START Information supplied

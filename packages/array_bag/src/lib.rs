#![cfg_attr(coverage_nightly, feature(coverage_attribute))]

//! A multiset ("bag") container backed by one contiguous, growable buffer.
//!
//! This crate provides [`ArrayBag`], an unordered collection that may contain any number of
//! equal items. It supports adding items, removing items by value, membership tests,
//! frequency counts, removing a random item and exporting the contents as a `Vec`.
//!
//! # Key Features
//!
//! - **Unbounded growth**: The bag starts with room for 10 items (configurable via
//!   [`ArrayBag::builder()`]) and doubles its capacity whenever it is full, so adding an
//!   item always succeeds.
//! - **O(1) removal**: Once the item is found, the last item in the bag is moved into its
//!   slot instead of shifting the tail. Removal therefore reorders the bag.
//! - **Capacity is never released**: Removal and [`ArrayBag::clear()`] keep the buffer for
//!   future insertions.
//! - **Random extraction**: [`ArrayBag::grab()`] removes a uniformly drawn item, with
//!   [`ArrayBag::grab_with()`] accepting any [`rand::Rng`] for reproducible draws.
//!
//! # Example
//!
//! ```rust
//! use array_bag::ArrayBag;
//!
//! let mut bag = ArrayBag::new();
//!
//! bag.add(1);
//! bag.add(2);
//! bag.add(2);
//!
//! assert_eq!(bag.len(), 3);
//! assert_eq!(bag.frequency_of(&2), 2);
//! assert!(bag.contains(&1));
//! assert!(!bag.contains(&3));
//!
//! bag.remove(&2);
//! assert_eq!(bag.frequency_of(&2), 1);
//!
//! bag.clear();
//! assert!(bag.is_empty());
//! ```
//!
//! # Diagnostics
//!
//! The bag reports buffer growth and unsuccessful removals as `tracing` debug events and
//! grabbing from an empty bag as a warning. Whether anything listens to these events has no
//! effect on the behavior of the bag.

mod bag;
mod builder;
mod error;
mod search;

pub use bag::ArrayBag;
pub use builder::*;
pub use error::Error;
pub(crate) use error::Result;
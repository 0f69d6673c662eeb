use std::any::type_name;
use std::fmt;
use std::marker::PhantomData;
use std::num::NonZero;

use new_zealand::nz;

use crate::ArrayBag;

/// The capacity a bag starts with unless configured otherwise.
pub const DEFAULT_CAPACITY: NonZero<usize> = nz!(10);

/// Builder for creating an instance of [`ArrayBag`].
///
/// You only need to use this builder if you want to customize the bag configuration.
/// The default configuration used by [`ArrayBag::new()`][1] is sufficient for most use cases.
///
/// # Examples
///
/// ```
/// use new_zealand::nz;
/// use array_bag::ArrayBag;
///
/// let bag = ArrayBag::<u32>::builder().initial_capacity(nz!(64)).build();
///
/// assert_eq!(bag.capacity(), 64);
/// assert!(bag.is_empty());
/// ```
///
/// [1]: ArrayBag::new
#[must_use]
pub struct ArrayBagBuilder<T> {
    initial_capacity: NonZero<usize>,

    _item: PhantomData<T>,
}

impl<T> fmt::Debug for ArrayBagBuilder<T> {
    fn fmt(&self, f: &mut fmt::Formatter<'_>) -> fmt::Result {
        f.debug_struct(type_name::<Self>())
            .field("item_type", &format_args!("{}", type_name::<T>()))
            .field("initial_capacity", &self.initial_capacity)
            .finish()
    }
}

impl<T> ArrayBagBuilder<T> {
    pub(crate) fn new() -> Self {
        Self {
            initial_capacity: DEFAULT_CAPACITY,
            _item: PhantomData,
        }
    }

    /// Sets the number of slots the bag starts with.
    ///
    /// The bag doubles its capacity whenever an insertion finds every slot occupied, so the
    /// capacity is always this value multiplied by a power of two.
    ///
    /// # Examples
    ///
    /// ```
    /// use new_zealand::nz;
    /// use array_bag::ArrayBag;
    ///
    /// let mut bag = ArrayBag::<u32>::builder().initial_capacity(nz!(3)).build();
    ///
    /// for item in 0..4 {
    ///     bag.add(item);
    /// }
    ///
    /// assert_eq!(bag.capacity(), 6);
    /// ```
    pub fn initial_capacity(mut self, capacity: NonZero<usize>) -> Self {
        self.initial_capacity = capacity;
        self
    }

    /// Builds the bag with the specified configuration.
    ///
    /// The buffer for the initial capacity is allocated immediately.
    #[must_use]
    pub fn build(self) -> ArrayBag<T> {
        ArrayBag::new_inner(self.initial_capacity)
    }
}

#[cfg(test)]
#[cfg_attr(coverage_nightly, coverage(off))]
mod tests {
    use super::*;

    #[test]
    fn default_capacity_is_ten() {
        let bag = ArrayBagBuilder::<u32>::new().build();

        assert_eq!(bag.capacity(), 10);
        assert_eq!(DEFAULT_CAPACITY.get(), 10);
    }

    #[test]
    fn custom_capacity() {
        let bag = ArrayBagBuilder::<String>::new()
            .initial_capacity(nz!(1))
            .build();

        assert_eq!(bag.capacity(), 1);
        assert!(bag.is_empty());
    }

    #[test]
    fn last_capacity_wins() {
        let bag = ArrayBagBuilder::<u8>::new()
            .initial_capacity(nz!(5))
            .initial_capacity(nz!(7))
            .build();

        assert_eq!(bag.capacity(), 7);
    }

    #[test]
    fn debug_names_item_type() {
        let builder = ArrayBagBuilder::<u64>::new();

        let debug = format!("{builder:?}");

        assert!(debug.contains("u64"));
        assert!(debug.contains("10"));
    }
}
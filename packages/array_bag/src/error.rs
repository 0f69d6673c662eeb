use std::collections::TryReserveError;

use thiserror::Error;

/// Errors that can occur when a bag needs to grow its buffer.
///
/// Only [`ArrayBag::try_add()`][crate::ArrayBag::try_add] reports these. The infallible
/// [`ArrayBag::add()`][crate::ArrayBag::add] treats the same conditions as fatal, the way
/// standard library collections do.
#[derive(Debug, Error)]
#[non_exhaustive]
pub enum Error {
    /// Doubling the current capacity would not fit in `usize`.
    #[error("cannot grow bag beyond capacity {current_capacity}: doubled capacity overflows usize")]
    CapacityOverflow {
        /// The capacity the bag had when the growth was attempted.
        current_capacity: usize,
    },

    /// The allocator refused to provide a buffer of the requested capacity.
    #[error("failed to allocate bag buffer with capacity {requested_capacity}")]
    AllocationFailed {
        /// The capacity the bag attempted to grow to.
        requested_capacity: usize,

        /// The underlying reservation failure.
        #[source]
        source: TryReserveError,
    },
}

/// A specialized `Result` type for bag operations, returning the crate's
/// [`Error`] type as the error value.
pub(crate) type Result<T> = std::result::Result<T, Error>;

#[cfg(test)]
#[cfg_attr(coverage_nightly, coverage(off))]
mod tests {
    use std::error::Error as _;
    use std::fmt::Debug;

    use static_assertions::assert_impl_all;

    use super::*;

    assert_impl_all!(Error: Send, Sync, Debug);

    #[test]
    fn capacity_overflow_mentions_capacity() {
        let error = Error::CapacityOverflow {
            current_capacity: 1234,
        };

        assert!(error.to_string().contains("1234"));
        assert!(error.source().is_none());
    }

    #[test]
    fn allocation_failure_exposes_source() {
        // Asking for more than isize::MAX bytes is rejected up front without touching memory.
        let source = Vec::<u64>::new()
            .try_reserve_exact(usize::MAX)
            .expect_err("reserving usize::MAX items of u64 must fail");

        let error = Error::AllocationFailed {
            requested_capacity: usize::MAX,
            source,
        };

        assert!(error.source().is_some());

        let result: Result<()> = Err(error);
        assert!(result.is_err());
    }
}
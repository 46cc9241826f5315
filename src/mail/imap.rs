//! Scholar alert retrieval over raw IMAP + TLS.
//!
//! A small blocking IMAP client on top of `rustls`: LOGIN, SELECT, SEARCH,
//! FETCH RFC822, STORE and EXPUNGE are all the pipeline needs. Callers use
//! the async wrappers on `ImapMailbox`, which run the session on the
//! blocking pool.

use std::io::{Read, Write};
use std::net::TcpStream;
use std::sync::Arc;
use std::time::Duration;

use chrono::{Local, NaiveDate};
use secrecy::ExposeSecret;

use crate::config::{EmailConfig, EmailFilter, TimeWindow};
use crate::error::MailError;
use crate::mail::ParsedEmail;

type TlsStream = rustls::StreamOwned<rustls::ClientConnection, TcpStream>;

const READ_TIMEOUT: Duration = Duration::from_secs(30);

/// The alert mailbox: one IMAP account plus the alert filter.
#[derive(Debug, Clone)]
pub struct ImapMailbox {
    config: EmailConfig,
    filter: EmailFilter,
}

impl ImapMailbox {
    pub fn new(config: EmailConfig, filter: EmailFilter) -> Self {
        Self { config, filter }
    }

    /// Fetch alert emails matching the sender, time window and subject filter.
    pub async fn fetch_alerts(&self) -> Result<Vec<ParsedEmail>, MailError> {
        let config = self.config.clone();
        let filter = self.filter.clone();
        let today = Local::now().date_naive();
        tokio::task::spawn_blocking(move || fetch_alerts_blocking(&config, &filter, today))
            .await
            .map_err(|e| MailError::Task(e.to_string()))?
    }

    /// Delete alert emails received before `window` ago. Returns how many
    /// messages were flagged and expunged.
    pub async fn delete_older_than(&self, window: TimeWindow) -> Result<usize, MailError> {
        let config = self.config.clone();
        let from = self.filter.from.clone();
        let before = window.start_date_from_now();
        tokio::task::spawn_blocking(move || delete_before_blocking(&config, &from, before))
            .await
            .map_err(|e| MailError::Task(e.to_string()))?
    }
}

fn fetch_alerts_blocking(
    config: &EmailConfig,
    filter: &EmailFilter,
    today: NaiveDate,
) -> Result<Vec<ParsedEmail>, MailError> {
    let mut session = ImapSession::open(config)?;
    session.select(&config.folder)?;

    let since = filter.time_window.map(|w| w.start_date(today));
    let base = search_criteria(&filter.from, since, None);
    let mut ids = session.search(&base)?;

    if ids.is_empty() && !filter.subject.is_empty() {
        for subject in &filter.subject {
            let criteria = search_criteria(&filter.from, since, Some(subject));
            for id in session.search(&criteria)? {
                if !ids.contains(&id) {
                    ids.push(id);
                }
            }
        }
    }
    tracing::info!("Found {} candidate alert email(s) in {}", ids.len(), config.folder);

    let mut emails = Vec::new();
    for id in &ids {
        let Some(raw) = session.fetch_rfc822(id)? else {
            tracing::warn!("FETCH {id} returned no message body");
            continue;
        };
        let Some(email) = ParsedEmail::parse(&raw) else {
            tracing::warn!("Message {id} could not be parsed as an email");
            continue;
        };
        if !filter.accepts_subject(&email.subject) {
            tracing::debug!("Skipping message {id}: subject {:?} not in filter", email.subject);
            continue;
        }
        emails.push(email);
    }

    session.logout();
    tracing::info!("Fetched {} alert email(s)", emails.len());
    Ok(emails)
}

fn delete_before_blocking(
    config: &EmailConfig,
    from: &str,
    before: NaiveDate,
) -> Result<usize, MailError> {
    let mut session = ImapSession::open(config)?;
    session.select(&config.folder)?;

    let criteria = format!("{} BEFORE {}", search_criteria(from, None, None), imap_date(before));
    let ids = session.search(&criteria)?;
    if ids.is_empty() {
        tracing::info!("No alert emails older than {before} to delete");
        session.logout();
        return Ok(0);
    }

    session.command(&format!("STORE {} +FLAGS (\\Deleted)", ids.join(",")))?;
    session.command("EXPUNGE")?;
    session.logout();

    tracing::info!("Deleted {} alert email(s) older than {before}", ids.len());
    Ok(ids.len())
}

// ── Session ─────────────────────────────────────────────────────────

/// Untagged lines plus any literal payloads, in arrival order.
#[derive(Debug, Default)]
struct Response {
    lines: Vec<String>,
    literals: Vec<Vec<u8>>,
}

struct ImapSession {
    stream: TlsStream,
    next_tag: u32,
}

impl ImapSession {
    /// Connect, read the greeting and log in.
    fn open(config: &EmailConfig) -> Result<Self, MailError> {
        let tcp = TcpStream::connect((config.imap_host.as_str(), config.imap_port)).map_err(|e| {
            MailError::Connect {
                host: config.imap_host.clone(),
                reason: e.to_string(),
            }
        })?;
        tcp.set_read_timeout(Some(READ_TIMEOUT))?;

        let mut root_store = rustls::RootCertStore::empty();
        root_store.extend(webpki_roots::TLS_SERVER_ROOTS.iter().cloned());
        let tls_config = Arc::new(
            rustls::ClientConfig::builder()
                .with_root_certificates(root_store)
                .with_no_client_auth(),
        );
        let server_name = rustls_pki_types::ServerName::try_from(config.imap_host.clone())
            .map_err(|e| MailError::Tls(e.to_string()))?;
        let conn = rustls::ClientConnection::new(tls_config, server_name)
            .map_err(|e| MailError::Tls(e.to_string()))?;

        let mut session = Self {
            stream: rustls::StreamOwned::new(conn, tcp),
            next_tag: 1,
        };
        let _greeting = session.read_line()?;

        let login = format!(
            "LOGIN {} {}",
            quote(&config.username),
            quote(config.password.expose_secret())
        );
        session.command(&login).map_err(|e| match e {
            MailError::Command { .. } => MailError::LoginFailed {
                username: config.username.clone(),
            },
            other => other,
        })?;
        tracing::debug!("IMAP login to {} as {}", config.imap_host, config.username);
        Ok(session)
    }

    fn read_line(&mut self) -> Result<Vec<u8>, MailError> {
        let mut buf = Vec::new();
        let mut byte = [0u8; 1];
        loop {
            match self.stream.read(&mut byte)? {
                0 => return Err(MailError::Closed),
                _ => {
                    buf.push(byte[0]);
                    if buf.ends_with(b"\r\n") {
                        return Ok(buf);
                    }
                }
            }
        }
    }

    /// Send a tagged command and collect its response. A tagged NO or BAD
    /// becomes `MailError::Command`.
    fn command(&mut self, cmd: &str) -> Result<Response, MailError> {
        let tag = format!("A{}", self.next_tag);
        self.next_tag += 1;

        self.stream.write_all(format!("{tag} {cmd}\r\n").as_bytes())?;
        self.stream.flush()?;

        let mut response = Response::default();
        loop {
            let raw = self.read_line()?;
            let line = String::from_utf8_lossy(&raw).into_owned();

            if let Some(len) = literal_len(&line) {
                let mut literal = vec![0u8; len];
                self.stream.read_exact(&mut literal)?;
                response.literals.push(literal);
                response.lines.push(line);
                continue;
            }

            if let Some(ok) = tagged_status(&line, &tag) {
                if ok {
                    return Ok(response);
                }
                let verb = cmd.split_whitespace().next().unwrap_or(cmd);
                return Err(MailError::Command {
                    command: verb.to_string(),
                    response: line.trim_end().to_string(),
                });
            }
            response.lines.push(line);
        }
    }

    fn select(&mut self, folder: &str) -> Result<(), MailError> {
        self.command(&format!("SELECT {}", quote(folder)))?;
        Ok(())
    }

    fn search(&mut self, criteria: &str) -> Result<Vec<String>, MailError> {
        tracing::debug!("IMAP SEARCH {criteria}");
        let response = self.command(&format!("SEARCH {criteria}"))?;
        Ok(parse_search(&response.lines))
    }

    fn fetch_rfc822(&mut self, id: &str) -> Result<Option<Vec<u8>>, MailError> {
        let response = self.command(&format!("FETCH {id} RFC822"))?;
        Ok(response.literals.into_iter().next())
    }

    fn logout(&mut self) {
        if let Err(e) = self.command("LOGOUT") {
            tracing::debug!("IMAP LOGOUT failed: {e}");
        }
    }
}

// ── Protocol helpers ────────────────────────────────────────────────

/// IMAP quoted string.
fn quote(value: &str) -> String {
    format!("\"{}\"", value.replace('\\', "\\\\").replace('"', "\\\""))
}

/// `dd-Mon-YYYY`, the IMAP search date format.
fn imap_date(date: NaiveDate) -> String {
    date.format("%d-%b-%Y").to_string()
}

fn search_criteria(from: &str, since: Option<NaiveDate>, subject: Option<&str>) -> String {
    let mut terms = Vec::new();
    if !from.is_empty() {
        terms.push(format!("FROM {}", quote(from)));
    }
    if let Some(date) = since {
        terms.push(format!("SINCE {}", imap_date(date)));
    }
    if let Some(subject) = subject {
        terms.push(format!("SUBJECT {}", quote(subject)));
    }
    if terms.is_empty() {
        "ALL".to_string()
    } else {
        terms.join(" ")
    }
}

/// Size of a `{N}` literal announced at the end of a response line.
fn literal_len(line: &str) -> Option<usize> {
    let body = line.strip_suffix("\r\n").unwrap_or(line);
    let inner = body.strip_suffix('}')?;
    let open = inner.rfind('{')?;
    inner[open + 1..].parse().ok()
}

/// `Some(true)` for a tagged OK, `Some(false)` for tagged NO/BAD, `None` if
/// the line is not the completion for `tag`.
fn tagged_status(line: &str, tag: &str) -> Option<bool> {
    let rest = line.strip_prefix(tag)?.strip_prefix(' ')?;
    Some(rest.get(..2).is_some_and(|s| s.eq_ignore_ascii_case("OK")))
}

fn parse_search(lines: &[String]) -> Vec<String> {
    lines
        .iter()
        .filter_map(|line| line.strip_prefix("* SEARCH"))
        .flat_map(|ids| ids.split_whitespace().map(str::to_string))
        .collect()
}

END Information supplied

### Problem to solve
Everything from the first line above up to and including the line that contains "equal items. It" should be printed exactly; please print only that.

### Problem solution
filename packages/array_bag/src/lib.rs
#![cfg_attr(coverage_nightly, feature(coverage_attribute))]

//! A multiset ("bag") container backed by one contiguous, growable buffer.
//!
//! This crate provides [`ArrayBag`], an unordered collection that may contain any number of
//! equal items. It supports adding items, removing items by value, membership tests,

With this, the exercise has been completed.